- Your instructions -
Pull every line that includes the word "StoreError" out of the data below and copy it.

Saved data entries

▼▼▼

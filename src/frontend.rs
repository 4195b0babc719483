use crate::{
    app::Site,
    config::SiteConfig,
    contact::ContactManager,
    dom::Dom,
    error_handler::{ErrorHandler, ErrorReport},
    language::LanguageManager,
    logging::Logger,
    performance::PerformanceManager,
    prefs::{MemoryStore, PreferenceStore, StoreError},
    preview::PreviewManager,
    scroll::{ScrollReveal, SmoothScroller, REVEAL_ROOT_MARGIN, REVEAL_THRESHOLD},
    theme::ThemeManager,
};
use js_sys::{Array, Reflect};
use serde_json::json;
use std::{cell::RefCell, rc::Rc};
use wasm_bindgen::{closure::Closure, JsCast, JsValue};
use wasm_bindgen_futures::{spawn_local, JsFuture};
use web_sys::{
    window, Document, Element, ErrorEvent, Event, EventTarget, HtmlElement,
    IntersectionObserver, IntersectionObserverEntry, IntersectionObserverInit, PromiseRejectionEvent,
    ScrollBehavior, ScrollIntoViewOptions, ScrollLogicalPosition, ServiceWorkerRegistration, Storage,
    Window,
};

#[derive(Clone)]
pub struct WebDom {
    document: Document,
}

impl WebDom {
    pub fn new(document: Document) -> Self {
        Self { document }
    }
}

impl Dom for WebDom {
    type Element = Element;

    fn elements(&self) -> Vec<Element> {
        let Ok(list) = self.document.query_selector_all("*") else {
            return Vec::new();
        };

        (0..list.length())
            .filter_map(|index| list.item(index))
            .filter_map(|node| node.dyn_into::<Element>().ok())
            .collect()
    }

    fn tag_name(&self, element: &Element) -> String {
        element.tag_name().to_ascii_lowercase()
    }

    fn attribute(&self, element: &Element, name: &str) -> Option<String> {
        element.get_attribute(name)
    }

    fn has_class(&self, element: &Element, class: &str) -> bool {
        element.class_list().contains(class)
    }

    fn parent(&self, element: &Element) -> Option<Element> {
        element.parent_element()
    }

    fn closest_with_class(&self, element: &Element, class: &str) -> Option<Element> {
        element.closest(&format!(".{class}")).ok().flatten()
    }

    fn element_by_id(&self, id: &str) -> Option<Element> {
        self.document.get_element_by_id(id)
    }

    fn root(&self) -> Option<Element> {
        self.document.document_element()
    }

    fn body(&self) -> Option<Element> {
        self.document.body().map(Element::from)
    }

    fn set_text(&self, element: &Element, text: &str) {
        element.set_text_content(Some(text));
    }

    fn set_attribute(&self, element: &Element, name: &str, value: &str) {
        let _ = element.set_attribute(name, value);
    }

    fn set_class(&self, element: &Element, class: &str, enabled: bool) {
        let classes = element.class_list();
        let _ = if enabled {
            classes.add_1(class)
        } else {
            classes.remove_1(class)
        };
    }

    fn set_style(&self, element: &Element, property: &str, value: &str) {
        if let Some(element) = element.dyn_ref::<HtmlElement>() {
            let _ = element.style().set_property(property, value);
        }
    }

    fn set_inner_html(&self, element: &Element, html: &str) {
        element.set_inner_html(html);
    }

    fn insert_before(&self, reference: &Element, tag: &str, class: &str) -> Option<Element> {
        let parent = reference.parent_node()?;
        let created = self.document.create_element(tag).ok()?;
        created.set_class_name(class);
        parent.insert_before(&created, Some(reference)).ok()?;
        Some(created)
    }

    fn remove(&self, element: &Element) {
        element.remove();
    }

    fn scroll_into_view(&self, element: &Element) {
        let options = ScrollIntoViewOptions::new();
        options.set_behavior(ScrollBehavior::Smooth);
        options.set_block(ScrollLogicalPosition::Start);
        element.scroll_into_view_with_scroll_into_view_options(&options);
    }

    fn append_preload(&self, href: &str, kind: &str) {
        let Some(head) = self.document.head() else {
            return;
        };
        let Ok(link) = self.document.create_element("link") else {
            return;
        };

        let _ = link.set_attribute("rel", "preload");
        let _ = link.set_attribute("as", kind);
        let _ = link.set_attribute("href", href);
        let _ = head.append_child(&link);
    }
}

pub struct LocalStorageStore {
    storage: Storage,
}

impl LocalStorageStore {
    pub fn open() -> Result<Self, StoreError> {
        let storage = window()
            .ok_or(StoreError::Unavailable)?
            .local_storage()
            .map_err(|_| StoreError::Unavailable)?
            .ok_or(StoreError::Unavailable)?;

        Ok(Self { storage })
    }
}

impl PreferenceStore for LocalStorageStore {
    fn get(&self, key: &str) -> Option<String> {
        self.storage.get_item(key).ok().flatten()
    }

    fn set(&self, key: &str, value: &str) -> Result<(), StoreError> {
        self.storage
            .set_item(key, value)
            .map_err(|err| StoreError::WriteRejected {
                key: key.to_string(),
                reason: describe_js_value(&err),
            })
    }
}

fn describe_js_value(value: &JsValue) -> String {
    if let Some(text) = value.as_string() {
        return text;
    }

    Reflect::get(value, &JsValue::from_str("message"))
        .ok()
        .and_then(|message| message.as_string())
        .unwrap_or_else(|| format!("{value:?}"))
}

fn listen<F>(target: &EventTarget, kind: &str, handler: F)
where
    F: FnMut(Event) + 'static,
{
    let closure = Closure::<dyn FnMut(Event)>::new(handler);
    let _ = target.add_event_listener_with_callback(kind, closure.as_ref().unchecked_ref());
    closure.forget();
}

// Runs `handler` now when `already` holds, otherwise on the first `kind` event.
fn once_ready<F>(target: &EventTarget, kind: &str, already: bool, handler: F)
where
    F: FnOnce() + 'static,
{
    if already {
        handler();
        return;
    }

    let mut handler = Some(handler);
    listen(target, kind, move |_| {
        if let Some(handler) = handler.take() {
            handler();
        }
    });
}

fn supports_intersection_observer(window: &Window) -> bool {
    Reflect::has(window, &JsValue::from_str("IntersectionObserver")).unwrap_or(false)
}

fn observe<'a, F>(
    options: Option<&IntersectionObserverInit>,
    targets: impl Iterator<Item = &'a Element>,
    mut handler: F,
) -> Option<IntersectionObserver>
where
    F: FnMut(&Element, bool, &IntersectionObserver) + 'static,
{
    let callback = Closure::<dyn FnMut(Array, IntersectionObserver)>::new(
        move |entries: Array, observer: IntersectionObserver| {
            for entry in entries.iter() {
                let Ok(entry) = entry.dyn_into::<IntersectionObserverEntry>() else {
                    continue;
                };
                handler(&entry.target(), entry.is_intersecting(), &observer);
            }
        },
    );

    let observer = match options {
        Some(options) => IntersectionObserver::new_with_options(callback.as_ref().unchecked_ref(), options),
        None => IntersectionObserver::new(callback.as_ref().unchecked_ref()),
    }
    .ok()?;
    callback.forget();

    for target in targets {
        observer.observe(target);
    }

    Some(observer)
}

fn bind_language(dom: &WebDom, language: LanguageManager<Element>) {
    let toggles = language.toggles().to_vec();
    let language = Rc::new(RefCell::new(language));

    for toggle in toggles {
        let dom = dom.clone();
        let language = language.clone();
        listen(&toggle.element, "click", move |_| {
            language.borrow_mut().set_language(&dom, toggle.language);
        });
    }
}

fn bind_preview(dom: &WebDom, preview: PreviewManager<Element>) {
    let frames: Vec<Element> = preview.frames().cloned().collect();
    let cards = preview.cards().to_vec();
    let preview = Rc::new(RefCell::new(preview));

    for frame in frames {
        let on_load = {
            let dom = dom.clone();
            let preview = preview.clone();
            let frame = frame.clone();
            move |_| preview.borrow_mut().on_frame_load(&dom, &frame)
        };
        let on_error = {
            let dom = dom.clone();
            let preview = preview.clone();
            let frame = frame.clone();
            move |_| preview.borrow_mut().on_frame_error(&dom, &frame)
        };

        listen(&frame, "load", on_load);
        listen(&frame, "error", on_error);
    }

    for hover in cards {
        let on_enter = {
            let dom = dom.clone();
            let preview = preview.clone();
            let card = hover.card.clone();
            move |_| preview.borrow().on_card_enter(&dom, &card)
        };
        let on_leave = {
            let dom = dom.clone();
            let preview = preview.clone();
            let card = hover.card.clone();
            move |_| preview.borrow().on_card_leave(&dom, &card)
        };

        listen(&hover.card, "mouseenter", on_enter);
        listen(&hover.card, "mouseleave", on_leave);
    }
}

fn bind_contact(contact: ContactManager<Element>) {
    let links = contact.links().to_vec();
    let contact = Rc::new(contact);

    for link in links {
        let contact = contact.clone();
        let element = link.element.clone();
        listen(&link.element, "click", move |_| contact.on_click(&element));
    }
}

fn bind_performance(window: &Window, dom: &WebDom, performance: PerformanceManager<Element>, logger: &Logger) {
    if !supports_intersection_observer(window) {
        logger.debug("lazy_loading_unavailable", json!({}));
        return;
    }

    let frames: Vec<Element> = performance.pending_frames().cloned().collect();
    let performance = Rc::new(RefCell::new(performance));
    let dom = dom.clone();

    observe(None, frames.iter(), move |frame, is_intersecting, observer| {
        if performance.borrow_mut().on_intersection(&dom, frame, is_intersecting) {
            observer.unobserve(frame);
        }
    });
}

fn bind_smooth_scrolling(dom: &WebDom, scroller: SmoothScroller<Element>) {
    let anchors = scroller.anchors().to_vec();
    let scroller = Rc::new(scroller);

    for anchor in anchors {
        let dom = dom.clone();
        let scroller = scroller.clone();
        let fragment = anchor.fragment.clone();
        listen(&anchor.element, "click", move |event| {
            event.prevent_default();
            scroller.on_anchor_click(&dom, &fragment);
        });
    }
}

fn bind_scroll_animations(window: &Window, dom: &WebDom, reveal: ScrollReveal<Element>, logger: &Logger) {
    let cards = reveal.cards().to_vec();

    if !supports_intersection_observer(window) {
        logger.debug("scroll_animations_unavailable", json!({ "cards": cards.len() }));
        for card in &cards {
            reveal.on_intersection(dom, card, true);
        }
        return;
    }

    let options = IntersectionObserverInit::new();
    options.set_threshold(&JsValue::from_f64(REVEAL_THRESHOLD));
    options.set_root_margin(REVEAL_ROOT_MARGIN);
    let dom = dom.clone();

    observe(Some(&options), cards.iter(), move |card, is_intersecting, _| {
        reveal.on_intersection(&dom, card, is_intersecting);
    });
}

fn bind_theme(dom: &WebDom, theme: ThemeManager<Element>) {
    let toggles = theme.toggles().to_vec();
    let theme = Rc::new(RefCell::new(theme));

    for toggle in toggles {
        let dom = dom.clone();
        let theme = theme.clone();
        listen(&toggle, "click", move |_| theme.borrow_mut().toggle_theme(&dom));
    }
}

fn bind_error_handler(window: &Window, errors: ErrorHandler) {
    let errors = Rc::new(errors);

    let on_error = {
        let errors = errors.clone();
        move |event: Event| {
            let Some(event) = event.dyn_ref::<ErrorEvent>() else {
                return;
            };
            let error = event.error();
            let detail = (!error.is_undefined() && !error.is_null()).then(|| describe_js_value(&error));

            errors.on_error(&ErrorReport {
                message: event.message(),
                source: event.filename(),
                line: event.lineno(),
                column: event.colno(),
                detail,
            });
        }
    };

    let on_rejection = move |event: Event| {
        let reason = event
            .dyn_ref::<PromiseRejectionEvent>()
            .map(|rejection| describe_js_value(&rejection.reason()))
            .unwrap_or_default();

        if errors.on_rejection(&reason) {
            event.prevent_default();
        }
    };

    listen(window, "error", on_error);
    listen(window, "unhandledrejection", on_rejection);
}

fn register_service_worker(window: &Window, document: &Document, script_url: String, logger: Logger) {
    let navigator = window.navigator();
    if !Reflect::has(&navigator, &JsValue::from_str("serviceWorker")).unwrap_or(false) {
        logger.debug("service_worker_unsupported", json!({}));
        return;
    }

    // The module can finish loading after `load` has already fired.
    let loaded = document.ready_state() == "complete";
    once_ready(window, "load", loaded, move || {
        let promise = navigator.service_worker().register(&script_url);

        spawn_local(async move {
            match JsFuture::from(promise).await {
                Ok(registration) => {
                    let scope = registration
                        .dyn_into::<ServiceWorkerRegistration>()
                        .map(|registration| registration.scope())
                        .unwrap_or_default();
                    logger.info(
                        "service_worker_registered",
                        json!({ "script": script_url, "scope": scope }),
                    );
                }
                Err(err) => {
                    logger.warn(
                        "service_worker_registration_failed",
                        json!({ "script": script_url, "error": describe_js_value(&err) }),
                    );
                }
            }
        });
    });
}

fn open_store(logger: &Logger) -> Rc<dyn PreferenceStore> {
    match LocalStorageStore::open() {
        Ok(store) => Rc::new(store),
        Err(err) => {
            logger.warn("preference_store_fallback", json!({ "error": err.to_string() }));
            Rc::new(MemoryStore::new())
        }
    }
}

fn start(window: &Window, dom: &WebDom, config: &SiteConfig, logger: &Logger) {
    let store = open_store(logger);
    let Site {
        language,
        preview,
        contact,
        performance,
        theme,
        errors,
        scroller,
        reveal,
    } = Site::start(dom, config, store, logger.clone());

    bind_language(dom, language);
    bind_preview(dom, preview);
    bind_contact(contact);
    bind_performance(window, dom, performance, logger);
    bind_theme(dom, theme);
    bind_error_handler(window, errors);
    bind_smooth_scrolling(dom, scroller);
    bind_scroll_animations(window, dom, reveal, logger);
}

pub fn run() {
    console_error_panic_hook::set_once();

    let Some(window) = window() else {
        return;
    };
    let Some(document) = window.document() else {
        return;
    };

    let dom = WebDom::new(document.clone());
    let (config, config_errors) = SiteConfig::from_root(&dom);
    let logger = Logger::console(config.log_level);
    for err in config_errors {
        logger.warn("config_value_ignored", json!({ "error": err.to_string() }));
    }

    if let Some(script_url) = config.service_worker_url.clone() {
        register_service_worker(&window, &document, script_url, logger.clone());
    }

    let parsed = document.ready_state() != "loading";
    let window_handle = window.clone();
    once_ready(&document, "DOMContentLoaded", parsed, move || {
        start(&window_handle, &dom, &config, &logger);
    });
}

▲▲▲

- Result below -
    prefs::{MemoryStore, PreferenceStore, StoreError},
    pub fn open() -> Result<Self, StoreError> {
            .ok_or(StoreError::Unavailable)?
            .map_err(|_| StoreError::Unavailable)?
            .ok_or(StoreError::Unavailable)?;
    fn set(&self, key: &str, value: &str) -> Result<(), StoreError> {
            .map_err(|err| StoreError::WriteRejected {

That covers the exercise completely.